-- Given entries follows --
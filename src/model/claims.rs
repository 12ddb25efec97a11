//! Local key/value cache for claims and the third-party token.

use std::path::Path;

use ahash::AHashMap;
use rusqlite::{Connection, OptionalExtension, params};
use serde::{Deserialize, Serialize};

use super::segment::Segment;
use crate::error::AppError;

const CLAIM_PREFIX: &str = "claim:";
pub const STRAVA_TOKEN_KEY: &str = "strava:token";

const SCHEMA: &str = "
    CREATE TABLE IF NOT EXISTS kv (
        key TEXT PRIMARY KEY,
        value TEXT NOT NULL,
        updated_at TEXT NOT NULL
    );
";

#[must_use]
pub fn claim_key(segment_id: i64) -> String {
    format!("{CLAIM_PREFIX}{segment_id}")
}

pub type ClaimMap = AHashMap<i64, String>;

pub struct ClaimStore {
    conn: Connection,
}

impl ClaimStore {
    /// # Errors
    ///
    /// Will return `Err` if the file cannot be opened or the schema cannot be created
    pub fn open(path: impl AsRef<Path>) -> Result<Self, AppError> {
        Self::with_connection(Connection::open(path)?)
    }

    /// # Errors
    ///
    /// Will return `Err` if sqlite cannot create the schema
    pub fn open_in_memory() -> Result<Self, AppError> {
        Self::with_connection(Connection::open_in_memory()?)
    }

    fn with_connection(conn: Connection) -> Result<Self, AppError> {
        conn.execute_batch(SCHEMA)?;
        Ok(Self { conn })
    }

    fn get(&self, key: &str) -> Result<Option<String>, AppError> {
        Ok(self
            .conn
            .query_row("SELECT value FROM kv WHERE key = ?1", params![key], |row| {
                row.get(0)
            })
            .optional()?)
    }

    fn put(&self, key: &str, value: &str) -> Result<(), AppError> {
        self.conn.execute(
            "INSERT INTO kv (key, value, updated_at) VALUES (?1, ?2, ?3)
             ON CONFLICT(key) DO UPDATE SET value = excluded.value, updated_at = excluded.updated_at",
            params![key, value, chrono::Utc::now().to_rfc3339()],
        )?;
        Ok(())
    }

    fn delete(&self, key: &str) -> Result<bool, AppError> {
        let removed = self
            .conn
            .execute("DELETE FROM kv WHERE key = ?1", params![key])?;
        Ok(removed > 0)
    }

    /// # Errors
    ///
    /// Will return `Err` if the sqlite read fails
    pub fn get_claim(&self, segment_id: i64) -> Result<Option<String>, AppError> {
        Ok(self
            .get(&claim_key(segment_id))?
            .filter(|claim| !claim.is_empty()))
    }

    /// Stores a trimmed claim. A blank claim clears the entry instead.
    /// Returns the claim that is now in effect.
    ///
    /// # Errors
    ///
    /// Will return `Err` if the sqlite write fails
    pub fn set_claim(&self, segment_id: i64, claim: &str) -> Result<Option<String>, AppError> {
        let claim = claim.trim();
        if claim.is_empty() {
            self.clear_claim(segment_id)?;
            return Ok(None);
        }
        self.put(&claim_key(segment_id), claim)?;
        Ok(Some(claim.to_string()))
    }

    /// Returns whether an entry was removed.
    ///
    /// # Errors
    ///
    /// Will return `Err` if the sqlite write fails
    pub fn clear_claim(&self, segment_id: i64) -> Result<bool, AppError> {
        self.delete(&claim_key(segment_id))
    }

    /// Records a local clear that the server has not seen yet. The empty entry
    /// hides the server's claim until `clear_claim` removes it.
    ///
    /// # Errors
    ///
    /// Will return `Err` if the sqlite write fails
    pub fn mark_cleared(&self, segment_id: i64) -> Result<(), AppError> {
        self.put(&claim_key(segment_id), "")
    }

    /// Cleared-but-unsynced entries come back as empty strings.
    ///
    /// # Errors
    ///
    /// Will return `Err` if the sqlite read fails
    pub fn all_claims(&self) -> Result<ClaimMap, AppError> {
        let mut stmt = self
            .conn
            .prepare("SELECT key, value FROM kv WHERE key LIKE 'claim:%'")?;
        let rows = stmt.query_map([], |row| {
            Ok((row.get::<_, String>(0)?, row.get::<_, String>(1)?))
        })?;

        let mut claims = ClaimMap::default();
        for row in rows {
            let (key, value) = row?;
            match key[CLAIM_PREFIX.len()..].parse::<i64>() {
                Ok(id) => {
                    claims.insert(id, value);
                }
                Err(e) => tracing::warn!(%key, error = %e, "skipping malformed claim key"),
            }
        }
        Ok(claims)
    }

    /// # Errors
    ///
    /// Will return `Err` if the stored value is not valid json for `T`
    pub fn get_json<T>(&self, key: &str) -> Result<Option<T>, AppError>
    where
        T: for<'de> Deserialize<'de>,
    {
        self.get(key)?
            .map(|text| serde_json::from_str(&text).map_err(AppError::from))
            .transpose()
    }

    /// # Errors
    ///
    /// Will return `Err` if serialization or the sqlite write fails
    pub fn put_json<T>(&self, key: &str, value: &T) -> Result<(), AppError>
    where
        T: Serialize + ?Sized,
    {
        let payload = serde_json::to_string(value)?;
        self.put(key, &payload)
    }

    /// # Errors
    ///
    /// Will return `Err` if the sqlite write fails
    pub fn remove(&self, key: &str) -> Result<bool, AppError> {
        self.delete(key)
    }
}

/// Cached claims win over whatever the server returned.
pub fn overlay_claims(segments: &mut [Segment], claims: &ClaimMap) {
    for segment in segments {
        if let Some(claim) = claims.get(&segment.id) {
            segment.claim = (!claim.is_empty()).then(|| claim.clone());
        }
    }
}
-- Given entries concluded --
**Task directions:** Exact output of every entry is required.

**Answer to this exercise:**
filename src/model/claims.rs
repository 12ddb25efec97a11
//! Local key/value cache for claims and the third-party token.

use std::path::Path;

use ahash::AHashMap;
use rusqlite::{Connection, OptionalExtension, params};
use serde::{Deserialize, Serialize};

use super::segment::Segment;
use crate::error::AppError;

const CLAIM_PREFIX: &str = "claim:";
pub const STRAVA_TOKEN_KEY: &str = "strava:token";

const SCHEMA: &str = "
    CREATE TABLE IF NOT EXISTS kv (
        key TEXT PRIMARY KEY,
        value TEXT NOT NULL,
        updated_at TEXT NOT NULL
    );
";

#[must_use]
pub fn claim_key(segment_id: i64) -> String {
    format!("{CLAIM_PREFIX}{segment_id}")
}

pub type ClaimMap = AHashMap<i64, String>;

pub struct ClaimStore {
    conn: Connection,
}

impl ClaimStore {
    /// # Errors
    ///
    /// Will return `Err` if the file cannot be opened or the schema cannot be created
    pub fn open(path: impl AsRef<Path>) -> Result<Self, AppError> {
        Self::with_connection(Connection::open(path)?)
    }

    /// # Errors
    ///
    /// Will return `Err` if sqlite cannot create the schema
    pub fn open_in_memory() -> Result<Self, AppError> {
        Self::with_connection(Connection::open_in_memory()?)
    }

    fn with_connection(conn: Connection) -> Result<Self, AppError> {
        conn.execute_batch(SCHEMA)?;
        Ok(Self { conn })
    }

    fn get(&self, key: &str) -> Result<Option<String>, AppError> {
        Ok(self
            .conn
            .query_row("SELECT value FROM kv WHERE key = ?1", params![key], |row| {
                row.get(0)
            })
            .optional()?)
    }

    fn put(&self, key: &str, value: &str) -> Result<(), AppError> {
        self.conn.execute(
            "INSERT INTO kv (key, value, updated_at) VALUES (?1, ?2, ?3)
             ON CONFLICT(key) DO UPDATE SET value = excluded.value, updated_at = excluded.updated_at",
            params![key, value, chrono::Utc::now().to_rfc3339()],
        )?;
        Ok(())
    }

    fn delete(&self, key: &str) -> Result<bool, AppError> {
        let removed = self
            .conn
            .execute("DELETE FROM kv WHERE key = ?1", params![key])?;
        Ok(removed > 0)
    }

    /// # Errors
    ///
    /// Will return `Err` if the sqlite read fails
    pub fn get_claim(&self, segment_id: i64) -> Result<Option<String>, AppError> {
        Ok(self
            .get(&claim_key(segment_id))?
            .filter(|claim| !claim.is_empty()))
    }

    /// Stores a trimmed claim. A blank claim clears the entry instead.
    /// Returns the claim that is now in effect.
    ///
    /// # Errors
    ///
    /// Will return `Err` if the sqlite write fails
    pub fn set_claim(&self, segment_id: i64, claim: &str) -> Result<Option<String>, AppError> {
        let claim = claim.trim();
        if claim.is_empty() {
            self.clear_claim(segment_id)?;
            return Ok(None);
        }
        self.put(&claim_key(segment_id), claim)?;
        Ok(Some(claim.to_string()))
    }

    /// Returns whether an entry was removed.
    ///
    /// # Errors
    ///
    /// Will return `Err` if the sqlite write fails
    pub fn clear_claim(&self, segment_id: i64) -> Result<bool, AppError> {
        self.delete(&claim_key(segment_id))
    }

    /// Records a local clear that the server has not seen yet. The empty entry
    /// hides the server's claim until `clear_claim` removes it.
    ///
    /// # Errors
    ///
    /// Will return `Err` if the sqlite write fails
    pub fn mark_cleared(&self, segment_id: i64) -> Result<(), AppError> {
        self.put(&claim_key(segment_id), "")
    }

    /// Cleared-but-unsynced entries come back as empty strings.
    ///
    /// # Errors
    ///
    /// Will return `Err` if the sqlite read fails
    pub fn all_claims(&self) -> Result<ClaimMap, AppError> {
        let mut stmt = self
            .conn
            .prepare("SELECT key, value FROM kv WHERE key LIKE 'claim:%'")?;
        let rows = stmt.query_map([], |row| {
            Ok((row.get::<_, String>(0)?, row.get::<_, String>(1)?))
        })?;

        let mut claims = ClaimMap::default();
        for row in rows {
            let (key, value) = row?;
            match key[CLAIM_PREFIX.len()..].parse::<i64>() {
                Ok(id) => {
                    claims.insert(id, value);
                }
                Err(e) => tracing::warn!(%key, error = %e, "skipping malformed claim key"),
            }
        }
        Ok(claims)
    }

    /// # Errors
    ///
    /// Will return `Err` if the stored value is not valid json for `T`
    pub fn get_json<T>(&self, key: &str) -> Result<Option<T>, AppError>
    where
        T: for<'de> Deserialize<'de>,
    {
        self.get(key)?
            .map(|text| serde_json::from_str(&text).map_err(AppError::from))
            .transpose()
    }

    /// # Errors
    ///
    /// Will return `Err` if serialization or the sqlite write fails
    pub fn put_json<T>(&self, key: &str, value: &T) -> Result<(), AppError>
    where
        T: Serialize + ?Sized,
    {
        let payload = serde_json::to_string(value)?;
        self.put(key, &payload)
    }

    /// # Errors
    ///
    /// Will return `Err` if the sqlite write fails
    pub fn remove(&self, key: &str) -> Result<bool, AppError> {
        self.delete(key)
    }
}

/// Cached claims win over whatever the server returned.
pub fn overlay_claims(segments: &mut [Segment], claims: &ClaimMap) {
    for segment in segments {
        if let Some(claim) = claims.get(&segment.id) {
            segment.claim = (!claim.is_empty()).then(|| claim.clone());
        }
    }
}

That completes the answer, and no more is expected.